Last night saw the second night of protests on Avenida Paulista in downtown Sao Paulo, as some 10,000 demonstrators closed the main thoroughfare through the city center, lighting fires and destroying city property.
The new protest against the increase in bus, subway, and train fares ended with 16 people arrested, including a 16-year-old boy. According to the Civil Police Civil, ten were imprisoned without bail for conspiracy, arson, and damage to private equity. They were transferred this morning to a CDP (Provisional Detention Center) from the capital. Others were fined and released.
Five police officers were injured as protesters threatened to lynch some of them, and one female police officer broke her arm as police countered the protest in riot gear and used tear gas to dispel the crowd, which broke into smaller groups and continued their mayhem.
According to the statement released by police, protesters damaged seven buses during the protest, which lasted about six hours. Objects seized by the police included fireworks, plates, gas mask, fire extinguishers, and even a bicycle.
We’d been warned about the protests by the American Consulate Security Office, and knew that the protest would impact the center of the city, as well as all traffic leading to the area.
This is the third protest made against the increase in bus fares in less than a week. Last Thursday, protesters led by the Movement Free Pass closed avenues like Nove de Julio, 23rd of May, and Paulista Avenue. There was confrontation with the police then, and the protesters left a trail of vandalism.
The protests are against an increase in bus fees from R$3 ($1.50) to R$3.20 ($1.20), a 6.7% price increase. The authorities say that the rise is well below inflation, which since the last price rise in January 2011 has been at 15.5%, according to official figures. In the case of the Metro and trains, the last adjustment occurred in February 2012.
Costs increase here in Brazil every September as the rate indices are automatically adjusted up 8% minimum for all products and services. That’s why prices are so high here: food, retail items, gasoline, restaurants, etc.

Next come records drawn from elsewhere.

//! Response envelope shared by every CoinMarketCap endpoint

use chrono::{DateTime, Utc};
use serde::{Deserialize, Serialize};

/// Status block attached to every response
#[derive(Debug, Clone, PartialEq, Serialize, Deserialize)]
pub struct Status {
    /// Current timestamp (ISO 8601) on the server
    pub timestamp: DateTime<Utc>,
    /// Internal error code, or the HTTP status when no unique code exists.
    ///
    /// `null` (or `0` on the live service) when there is no error.
    #[serde(default)]
    pub error_code: Option<i64>,
    /// Error message to go along with the error code
    #[serde(default)]
    pub error_message: Option<String>,
    /// Milliseconds taken to generate this response
    #[serde(default)]
    pub elapsed: u64,
    /// API call credits used for this call
    #[serde(default)]
    pub credit_count: u32,
    /// Service notice (deprecations, plan changes)
    #[serde(default)]
    pub notice: Option<String>,
}

impl Status {
    /// Check if the status reports success
    pub fn is_success(&self) -> bool {
        matches!(self.error_code, None | Some(0))
    }

    /// Get the error code and message if the status reports a failure
    pub fn error(&self) -> Option<(i64, &str)> {
        match self.error_code {
            None | Some(0) => None,
            Some(code) => Some((code, self.error_message.as_deref().unwrap_or_default())),
        }
    }
}

/// Successful response: status block plus endpoint payload
#[derive(Debug, Clone, PartialEq, Serialize, Deserialize)]
pub struct Envelope<T> {
    /// Response status
    pub status: Status,
    /// Endpoint payload
    pub data: T,
}

impl<T> Envelope<T> {
    /// Consume the envelope, keeping only the payload
    pub fn into_data(self) -> T {
        self.data
    }

    /// Transform the payload, keeping the status block
    pub fn map<U>(self, f: impl FnOnce(T) -> U) -> Envelope<U> {
        Envelope {
            status: self.status,
            data: f(self.data),
        }
    }
}

#[cfg(test)]
mod tests {
    use super::*;

    #[test]
    fn test_status_success_with_null_code() {
        let status: Status = serde_json::from_str(
            r#"{"timestamp":"2024-05-01T10:00:00.000Z","error_code":null,"error_message":null,"elapsed":7,"credit_count":1}"#,
        )
        .unwrap();
        assert!(status.is_success());
        assert_eq!(status.error(), None);
        assert_eq!(status.elapsed, 7);
    }

    #[test]
    fn test_status_success_with_zero_code() {
        let status: Status = serde_json::from_str(
            r#"{"timestamp":"2024-05-01T10:00:00.000Z","error_code":0,"error_message":null,"elapsed":3,"credit_count":1,"notice":null}"#,
        )
        .unwrap();
        assert!(status.is_success());
    }

    #[test]
    fn test_status_error() {
        let status: Status = serde_json::from_str(
            r#"{"timestamp":"2024-05-01T10:00:00.000Z","error_code":1001,"error_message":"This API Key is invalid.","elapsed":0,"credit_count":0}"#,
        )
        .unwrap();
        assert!(!status.is_success());
        assert_eq!(status.error(), Some((1001, "This API Key is invalid.")));
    }

    #[test]
    fn test_envelope_map() {
        let envelope: Envelope<Vec<u32>> = serde_json::from_str(
            r#"{"status":{"timestamp":"2024-05-01T10:00:00Z","error_code":0,"elapsed":1,"credit_count":1},"data":[1,2,3]}"#,
        )
        .unwrap();
        let mapped = envelope.map(|v| v.len());
        assert_eq!(mapped.data, 3);
        assert_eq!(mapped.status.credit_count, 1);
    }
}
//! Demo 4: Global market overview
//!
//! Showcases: global metrics, dominance, totals in two currencies
//!
//! Run: CMC_PRO_API_KEY=... cargo run --bin global_metrics

use chrono::Utc;
use cmc_rest::{ClientConfig, CoinMarketCapClient, GlobalOptions};
use colored::*;
use tracing_subscriber::EnvFilter;

#[tokio::main]
async fn main() -> Result<(), Box<dyn std::error::Error>> {
    tracing_subscriber::fmt()
        .with_env_filter(EnvFilter::from_default_env())
        .init();

    println!("{}", "═".repeat(60).cyan());
    println!("{}", "  GLOBAL CRYPTO MARKET".cyan().bold());
    println!("{}", "═".repeat(60).cyan());
    println!();

    // CMC_SANDBOX=1 targets the sandbox host with its public key
    let config = if std::env::var("CMC_SANDBOX").is_ok() {
        ClientConfig::sandbox()
    } else {
        ClientConfig::default()
    };
    let client = CoinMarketCapClient::with_config(cmc_rest::ApiKey::from_env()?, config)?;

    let global = client
        .get_global(&GlobalOptions::new().with_convert("USD,EUR"))
        .await?;
    let metrics = &global.data;

    println!(
        "  {:<28} {}",
        "Active cryptocurrencies:".dimmed(),
        metrics.active_cryptocurrencies
    );
    if let Some(exchanges) = metrics.active_exchanges {
        println!("  {:<28} {}", "Active exchanges:".dimmed(), exchanges);
    }
    if let Some(btc) = metrics.btc_dominance {
        println!("  {:<28} {:.2}%", "BTC dominance:".dimmed(), btc);
    }
    if let Some(eth) = metrics.eth_dominance {
        println!("  {:<28} {:.2}%", "ETH dominance:".dimmed(), eth);
    }
    println!();

    for currency in ["USD", "EUR"] {
        if let Some(quote) = metrics.quote_in(currency) {
            println!(
                "  {} {:<24} {:.0}",
                currency.yellow().bold(),
                "total market cap".dimmed(),
                quote.total_market_cap.unwrap_or_default()
            );
            println!(
                "  {} {:<24} {:.0}",
                currency.yellow().bold(),
                "24h volume".dimmed(),
                quote.total_volume_24h.unwrap_or_default()
            );
        }
    }

    let age = metrics
        .last_updated
        .map(|updated| (Utc::now() - updated).num_seconds());
    if let Some(age) = age {
        println!("\n  {} {}s ago", "Last updated".dimmed(), age);
    }
    println!("\n{} {} credit(s) used", "✓".green(), global.status.credit_count);
    Ok(())
}
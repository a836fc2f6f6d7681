//! Aggregate market metrics returned by `/global-metrics/quotes/latest`

use crate::cryptocurrency::null_as_default;
use chrono::{DateTime, Utc};
use rust_decimal::Decimal;
use serde::{Deserialize, Serialize};
use std::collections::HashMap;

/// Aggregate market values in one conversion currency
///
/// Values are `f64`; totals converted to low-priced currencies exceed 1e28.
#[derive(Debug, Clone, PartialEq, Serialize, Deserialize)]
pub struct GlobalQuote {
    /// Sum of all individual cryptocurrency market caps
    pub total_market_cap: Option<f64>,
    /// Sum of rolling 24 hour adjusted volume
    pub total_volume_24h: Option<f64>,
    /// Sum of rolling 24 hour reported volume
    pub total_volume_24h_reported: Option<f64>,
    /// Rolling 24 hour adjusted volume excluding Bitcoin
    pub altcoin_volume_24h: Option<f64>,
    /// Rolling 24 hour reported volume excluding Bitcoin
    pub altcoin_volume_24h_reported: Option<f64>,
    /// Market cap excluding Bitcoin
    pub altcoin_market_cap: Option<f64>,
    /// 24 hour change of the total market cap in percent
    pub total_market_cap_yesterday_percentage_change: Option<f64>,
    /// When the values were referenced
    pub last_updated: Option<DateTime<Utc>>,
}

/// Global cryptocurrency market metrics
#[derive(Debug, Clone, PartialEq, Serialize, Deserialize)]
pub struct GlobalMetrics {
    /// Number of active cryptocurrencies
    pub active_cryptocurrencies: u64,
    /// Number of all tracked cryptocurrencies
    pub total_cryptocurrencies: Option<u64>,
    /// Number of active market pairs across exchanges
    pub active_market_pairs: Option<u64>,
    /// Number of active exchanges
    pub active_exchanges: Option<u64>,
    /// Number of all tracked exchanges
    pub total_exchanges: Option<u64>,
    /// Ethereum share of the total market cap in percent
    pub eth_dominance: Option<Decimal>,
    /// Bitcoin share of the total market cap in percent
    pub btc_dominance: Option<Decimal>,
    /// Ethereum dominance 24 hours ago
    pub eth_dominance_yesterday: Option<Decimal>,
    /// Bitcoin dominance 24 hours ago
    pub btc_dominance_yesterday: Option<Decimal>,
    /// Rolling 24 hour DeFi volume in USD
    pub defi_volume_24h: Option<f64>,
    /// DeFi market cap in USD
    pub defi_market_cap: Option<f64>,
    /// Rolling 24 hour stablecoin volume in USD
    pub stablecoin_volume_24h: Option<f64>,
    /// Stablecoin market cap in USD
    pub stablecoin_market_cap: Option<f64>,
    /// Rolling 24 hour derivatives volume in USD
    pub derivatives_volume_24h: Option<f64>,
    /// Quotes per conversion currency
    #[serde(default, deserialize_with = "null_as_default")]
    pub quote: HashMap<String, GlobalQuote>,
    /// Last time the metrics were updated
    pub last_updated: Option<DateTime<Utc>>,
}

impl GlobalMetrics {
    /// Get the aggregate values in a conversion currency
    pub fn quote_in(&self, currency: &str) -> Option<&GlobalQuote> {
        self.quote.get(currency)
    }

    /// Get the total market cap in a conversion currency
    pub fn total_market_cap_in(&self, currency: &str) -> Option<f64> {
        self.quote_in(currency)?.total_market_cap
    }
}
// ============================================================================
// /cryptocurrency/map
// ============================================================================

/// Options for the CoinMarketCap ID map
///
/// When `symbol` is set the service ignores every other option, so only the
/// symbol filter is sent.
#[derive(Debug, Clone, Default, PartialEq, Eq)]
pub struct IdMapOptions {
    /// Listing statuses to include (service default: active)
    pub listing_status: Vec<ListingStatus>,
    /// 1-based offset
    pub start: Option<u32>,
    /// Page size, 1 to 5000
    pub limit: Option<u32>,
    /// Symbols to resolve
    pub symbol: Option<ParamList>,
    /// Sort field (service default: id)
    pub sort: Option<IdMapSort>,
    /// Supplemental fields
    pub aux: Vec<IdMapAux>,
}

impl IdMapOptions {
    /// Create empty options
    pub fn new() -> Self {
        Self::default()
    }

    /// Include a listing status
    pub fn with_listing_status(mut self, status: ListingStatus) -> Self {
        if !self.listing_status.contains(&status) {
            self.listing_status.push(status);
        }
        self
    }

    /// Set the 1-based offset
    pub fn with_start(mut self, start: u32) -> Self {
        self.start = Some(start);
        self
    }

    /// Set the page size
    pub fn with_limit(mut self, limit: u32) -> Self {
        self.limit = Some(limit);
        self
    }

    /// Resolve ids for these symbols only
    pub fn with_symbol(mut self, symbol: impl Into<ParamList>) -> Self {
        self.symbol = Some(symbol.into());
        self
    }

    /// Set the sort field
    pub fn with_sort(mut self, sort: IdMapSort) -> Self {
        self.sort = Some(sort);
        self
    }

    /// Request supplemental fields
    pub fn with_aux(mut self, aux: impl IntoIterator<Item = IdMapAux>) -> Self {
        self.aux = aux.into_iter().collect();
        self
    }

    /// Validate and build the query
    pub fn to_query(&self) -> Result<Query, ValidationError> {
        validate_start(self.start)?;
        validate_limit(self.limit)?;

        let mut query = Query::new();
        if let Some(symbol) = &self.symbol {
            if symbol.is_empty() {
                return Err(ValidationError::EmptyList { field: "symbol" });
            }
            query.push_list("symbol", symbol);
            return Ok(query);
        }

        query.push_joined("listing_status", &self.listing_status);
        query.push_opt("start", self.start);
        query.push_opt("limit", self.limit);
        query.push_opt("sort", self.sort);
        query.push_joined("aux", &self.aux);
        Ok(query)
    }
}

// ============================================================================
// /cryptocurrency/info
// ============================================================================

/// Options for cryptocurrency metadata
///
/// Exactly one of `id`, `symbol` or `slug` must be set.
#[derive(Debug, Clone, Default, PartialEq, Eq)]
pub struct MetadataOptions {
    /// CoinMarketCap ids
    pub id: Option<ParamList>,
    /// Ticker symbols
    pub symbol: Option<ParamList>,
    /// URL slugs
    pub slug: Option<ParamList>,
    /// Supplemental fields
    pub aux: Vec<MetadataAux>,
}

impl MetadataOptions {
    /// Look up by CoinMarketCap id
    pub fn by_id(id: impl Into<ParamList>) -> Self {
        Self::default().with_id(id)
    }

    /// Look up by symbol
    pub fn by_symbol(symbol: impl Into<ParamList>) -> Self {
        Self::default().with_symbol(symbol)
    }

    /// Look up by slug
    pub fn by_slug(slug: impl Into<ParamList>) -> Self {
        Self::default().with_slug(slug)
    }

    /// Set the ids
    pub fn with_id(mut self, id: impl Into<ParamList>) -> Self {
        self.id = Some(id.into());
        self
    }

    /// Set the symbols
    pub fn with_symbol(mut self, symbol: impl Into<ParamList>) -> Self {
        self.symbol = Some(symbol.into());
        self
    }

    /// Set the slugs
    pub fn with_slug(mut self, slug: impl Into<ParamList>) -> Self {
        self.slug = Some(slug.into());
        self
    }

    /// Request supplemental fields
    pub fn with_aux(mut self, aux: impl IntoIterator<Item = MetadataAux>) -> Self {
        self.aux = aux.into_iter().collect();
        self
    }

    /// Validate and build the query
    pub fn to_query(&self) -> Result<Query, ValidationError> {
        let lookup = Lookup::resolve(self.id.as_ref(), self.symbol.as_ref(), self.slug.as_ref())?;

        let mut query = Query::new();
        lookup.apply(&mut query);
        query.push_joined("aux", &self.aux);
        Ok(query)
    }
}
//! API endpoint implementations

pub mod cryptocurrency;
pub mod global_metrics;

pub use cryptocurrency::CryptocurrencyEndpoints;
pub use global_metrics::GlobalMetricsEndpoints;
//! Main REST client implementation

use crate::auth::ApiKey;
use crate::endpoints::{CryptocurrencyEndpoints, GlobalMetricsEndpoints};
use crate::error::{RestError, RestResult};
use crate::fetcher::{Fetcher, HttpRequest, HttpResponse, ReqwestFetcher, DEFAULT_TIMEOUT_SECS};
use crate::options::{GlobalOptions, IdMapOptions, ListingOptions, MetadataOptions, QuotesOptions};
use crate::params::Query;
use cmc_types::{Envelope, GlobalMetrics, IdMapEntry, MetadataEntry, QuoteEntry, Status, TickerEntry};
use serde::de::DeserializeOwned;
use serde::Deserialize;
use std::collections::HashMap;
use std::fmt;
use std::sync::Arc;
use std::time::Duration;
use tracing::{debug, info, warn};

/// Production API host
pub const DEFAULT_BASE_URL: &str = "https://pro-api.coinmarketcap.com";

/// Sandbox API host (accepts the public sandbox key)
pub const SANDBOX_BASE_URL: &str = "https://sandbox-api.coinmarketcap.com";

/// API version path segment used when none is configured
pub const DEFAULT_VERSION: &str = "v1";

/// Header carrying the API key
pub const API_KEY_HEADER: &str = "X-CMC_PRO_API_KEY";

/// CoinMarketCap Pro API client
///
/// Every endpoint method validates its options, issues exactly one GET and
/// returns the parsed envelope. The client holds only immutable
/// configuration and is cheap to clone.
///
/// # Example
///
/// ```no_run
/// use cmc_rest::{CoinMarketCapClient, QuotesOptions};
///
/// #[tokio::main]
/// async fn main() -> Result<(), Box<dyn std::error::Error>> {
///     let client = CoinMarketCapClient::from_env()?;
///
///     let quotes = client
///         .get_quotes(&QuotesOptions::by_symbol(["BTC", "ETH"]).with_convert("EUR"))
///         .await?;
///
///     for (symbol, entry) in &quotes.data {
///         println!("{}: {:?}", symbol, entry.price_in("EUR"));
///     }
///     Ok(())
/// }
/// ```
#[derive(Clone)]
pub struct CoinMarketCapClient {
    api_key: ApiKey,
    version: String,
    base_url: String,
    request: RequestConfig,
    fetcher: Arc<dyn Fetcher>,
}
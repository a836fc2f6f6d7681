//! HTTP transport abstraction
//!
//! The client never talks to the network directly. Every call is handed to a
//! [`Fetcher`] as one [`HttpRequest`], and the fetcher answers with a status
//! code and a body. [`ReqwestFetcher`] is the default implementation;
//! [`MockFetcher`] replays canned responses and records what was sent.
//!
//! # Example
//!
//! ```no_run
//! use cmc_rest::fetcher::{Fetcher, HttpRequest, ReqwestFetcher, TransportError};
//!
//! async fn example() -> Result<(), TransportError> {
//!     let fetcher = ReqwestFetcher::new()?;
//!     let response = fetcher
//!         .fetch(HttpRequest::get("https://pro-api.coinmarketcap.com/v1/key/info"))
//!         .await?;
//!     println!("{} {}", response.status, response.text());
//!     Ok(())
//! }
//! ```

use async_trait::async_trait;
use reqwest::Client;
use serde::de::DeserializeOwned;
use std::sync::Arc;
use std::time::Duration;
use thiserror::Error;
use tracing::{debug, instrument};

pub use reqwest::Method;

/// Default transport timeout
pub const DEFAULT_TIMEOUT_SECS: u64 = 30;

/// Transport layer errors
#[derive(Error, Debug, Clone, PartialEq, Eq)]
pub enum TransportError {
    /// Could not reach the server
    #[error("connection failed: {0}")]
    ConnectionFailed(String),

    /// Request did not complete in time
    #[error("request timed out")]
    Timeout,

    /// Request failed for another reason
    #[error("request failed: {0}")]
    Request(String),

    /// Response body could not be read
    #[error("failed to read body: {0}")]
    Body(String),

    /// No response available (mock transport exhausted)
    #[error("no response available")]
    NoResponse,
}

impl From<reqwest::Error> for TransportError {
    fn from(err: reqwest::Error) -> Self {
        if err.is_timeout() {
            Self::Timeout
        } else if err.is_connect() {
            Self::ConnectionFailed(err.to_string())
        } else if err.is_body() || err.is_decode() {
            Self::Body(err.to_string())
        } else {
            Self::Request(err.to_string())
        }
    }
}

/// One outbound HTTP request
#[derive(Debug, Clone, PartialEq, Eq)]
pub struct HttpRequest {
    /// HTTP method
    pub method: Method,
    /// Absolute URL including the query string
    pub url: String,
    /// Request headers, in sending order
    pub headers: Vec<(String, String)>,
    /// Per-request timeout, if the caller configured one
    pub timeout: Option<Duration>,
}

impl HttpRequest {
    /// Create a GET request without headers
    pub fn get(url: impl Into<String>) -> Self {
        Self {
            method: Method::GET,
            url: url.into(),
            headers: Vec::new(),
            timeout: None,
        }
    }

    /// Look up a header value (case-insensitive)
    pub fn header(&self, name: &str) -> Option<&str> {
        self.headers
            .iter()
            .rev()
            .find(|(k, _)| k.eq_ignore_ascii_case(name))
            .map(|(_, v)| v.as_str())
    }

    /// URL without the query string
    pub fn path(&self) -> &str {
        self.url.split('?').next().unwrap_or_default()
    }

    /// Decoded query string pairs
    pub fn query_pairs(&self) -> Vec<(String, String)> {
        match self.url.split_once('?') {
            Some((_, query)) => serde_urlencoded::from_str(query).unwrap_or_default(),
            None => Vec::new(),
        }
    }

    /// Decoded value of one query parameter
    pub fn query_param(&self, key: &str) -> Option<String> {
        self.query_pairs()
            .into_iter()
            .find(|(k, _)| k == key)
            .map(|(_, v)| v)
    }
}

/// Response handed back by a fetcher
#[derive(Debug, Clone, PartialEq, Eq)]
pub struct HttpResponse {
    /// HTTP status code
    pub status: u16,
    /// Raw response body
    pub body: String,
}

impl HttpResponse {
    /// Create a response
    pub fn new(status: u16, body: impl Into<String>) -> Self {
        Self {
            status,
            body: body.into(),
        }
    }

    /// Check for a 2xx status
    pub fn is_success(&self) -> bool {
        (200..300).contains(&self.status)
    }

    /// Raw body text
    pub fn text(&self) -> &str {
        &self.body
    }

    /// Parse the body as JSON
    pub fn json<T: DeserializeOwned>(&self) -> Result<T, serde_json::Error> {
        serde_json::from_str(&self.body)
    }
}

/// Trait for HTTP transport abstraction
///
/// Implementations issue exactly one request per call and must not retry.
/// A timeout set on the request should be honored when the transport
/// supports one.
#[async_trait]
pub trait Fetcher: Send + Sync {
    /// Send the request and return the response
    async fn fetch(&self, request: HttpRequest) -> Result<HttpResponse, TransportError>;
}

#[async_trait]
impl<F: Fetcher + ?Sized> Fetcher for Arc<F> {
    async fn fetch(&self, request: HttpRequest) -> Result<HttpResponse, TransportError> {
        (**self).fetch(request).await
    }
}

/// Default fetcher backed by `reqwest`
#[derive(Debug, Clone)]
pub struct ReqwestFetcher {
    client: Client,
}

impl ReqwestFetcher {
    /// Create a fetcher with the default timeout and user agent
    pub fn new() -> Result<Self, TransportError> {
        Self::with_options(Duration::from_secs(DEFAULT_TIMEOUT_SECS), None)
    }

    /// Create a fetcher with a custom timeout and user agent
    pub fn with_options(timeout: Duration, user_agent: Option<&str>) -> Result<Self, TransportError> {
        let client = Client::builder()
            .timeout(timeout)
            .user_agent(user_agent.unwrap_or(concat!("cmc-rest/", env!("CARGO_PKG_VERSION"))))
            .build()
            .map_err(|e| TransportError::Request(e.to_string()))?;

        Ok(Self { client })
    }

    /// Wrap an existing `reqwest` client
    pub fn from_client(client: Client) -> Self {
        Self { client }
    }
}

#[async_trait]
impl Fetcher for ReqwestFetcher {
    #[instrument(skip(self, request), fields(method = %request.method, url = %request.url))]
    async fn fetch(&self, request: HttpRequest) -> Result<HttpResponse, TransportError> {
        let mut builder = self.client.request(request.method, &request.url);

        for (name, value) in &request.headers {
            builder = builder.header(name.as_str(), value.as_str());
        }
        if let Some(timeout) = request.timeout {
            builder = builder.timeout(timeout);
        }

        let response = builder.send().await?;
        let status = response.status().as_u16();
        let body = response.text().await?;

        debug!(status, len = body.len(), "Received response");

        Ok(HttpResponse { status, body })
    }
}

/// Mock fetcher for testing
///
/// Replays queued responses in order and captures every request.
/// Available with the `test-utils` feature.
#[cfg(any(test, feature = "test-utils"))]
#[derive(Debug, Default)]
pub struct MockFetcher {
    responses: parking_lot::Mutex<std::collections::VecDeque<Result<HttpResponse, TransportError>>>,
    requests: parking_lot::Mutex<Vec<HttpRequest>>,
}

#[cfg(any(test, feature = "test-utils"))]
impl MockFetcher {
    /// Create a mock without queued responses
    pub fn new() -> Self {
        Self::default()
    }

    /// Queue a response
    pub fn push_response(&self, status: u16, body: impl Into<String>) {
        self.responses
            .lock()
            .push_back(Ok(HttpResponse::new(status, body)));
    }

    /// Queue a transport failure
    pub fn push_error(&self, error: TransportError) {
        self.responses.lock().push_back(Err(error));
    }

    /// Requests captured so far
    pub fn requests(&self) -> Vec<HttpRequest> {
        self.requests.lock().clone()
    }

    /// Number of requests captured so far
    pub fn request_count(&self) -> usize {
        self.requests.lock().len()
    }

    /// Most recent request
    pub fn last_request(&self) -> Option<HttpRequest> {
        self.requests.lock().last().cloned()
    }
}

#[cfg(any(test, feature = "test-utils"))]
#[async_trait]
impl Fetcher for MockFetcher {
    async fn fetch(&self, request: HttpRequest) -> Result<HttpResponse, TransportError> {
        self.requests.lock().push(request);
        self.responses
            .lock()
            .pop_front()
            .unwrap_or(Err(TransportError::NoResponse))
    }
}

#[cfg(test)]
mod tests {
    use super::*;

    #[tokio::test]
    async fn test_mock_fetcher_replays_in_order() {
        let mock = MockFetcher::new();
        mock.push_response(200, "first");
        mock.push_error(TransportError::Timeout);

        let first = mock.fetch(HttpRequest::get("https://mock.test/a")).await.unwrap();
        assert_eq!(first.text(), "first");

        let second = mock.fetch(HttpRequest::get("https://mock.test/b")).await;
        assert_eq!(second, Err(TransportError::Timeout));

        let third = mock.fetch(HttpRequest::get("https://mock.test/c")).await;
        assert_eq!(third, Err(TransportError::NoResponse));

        assert_eq!(mock.request_count(), 3);
        assert_eq!(mock.last_request().unwrap().path(), "https://mock.test/c");
    }

    #[test]
    fn test_request_query_pairs_are_decoded() {
        let request = HttpRequest::get("https://mock.test/v1/x?symbol=BTC%2CETH&limit=10");
        assert_eq!(request.path(), "https://mock.test/v1/x");
        assert_eq!(request.query_param("symbol").as_deref(), Some("BTC,ETH"));
        assert_eq!(request.query_param("limit").as_deref(), Some("10"));
        assert_eq!(request.query_param("start"), None);
    }

    #[test]
    fn test_header_lookup_is_case_insensitive() {
        let mut request = HttpRequest::get("https://mock.test");
        request.headers.push(("Accept".into(), "application/json".into()));
        assert_eq!(request.header("accept"), Some("application/json"));
        assert_eq!(request.header("x-missing"), None);
    }

    #[test]
    fn test_response_json() {
        let response = HttpResponse::new(200, r#"{"a":1}"#);
        assert!(response.is_success());
        let value: serde_json::Value = response.json().unwrap();
        assert_eq!(value["a"], 1);
        assert!(!HttpResponse::new(404, "").is_success());
    }
}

A 6.7% increase in bus fare doesn’t seem like much statistically, but for the working poor, who often must take several buses to get to and from work, it’s a significant increase. Those who can will pass the cost along to their employers.
Our once-a-week maid informed me yesterday that she now has to charge for her bus fare to get to our place (she takes three buses each way, costing almost R$19). It’s common to pay for bus fare and for food (she doesn’t charge us or eat our food) for daily workers, but she never charged us last year. Now we’ll pay. Once again, the cost of the increase is passed along.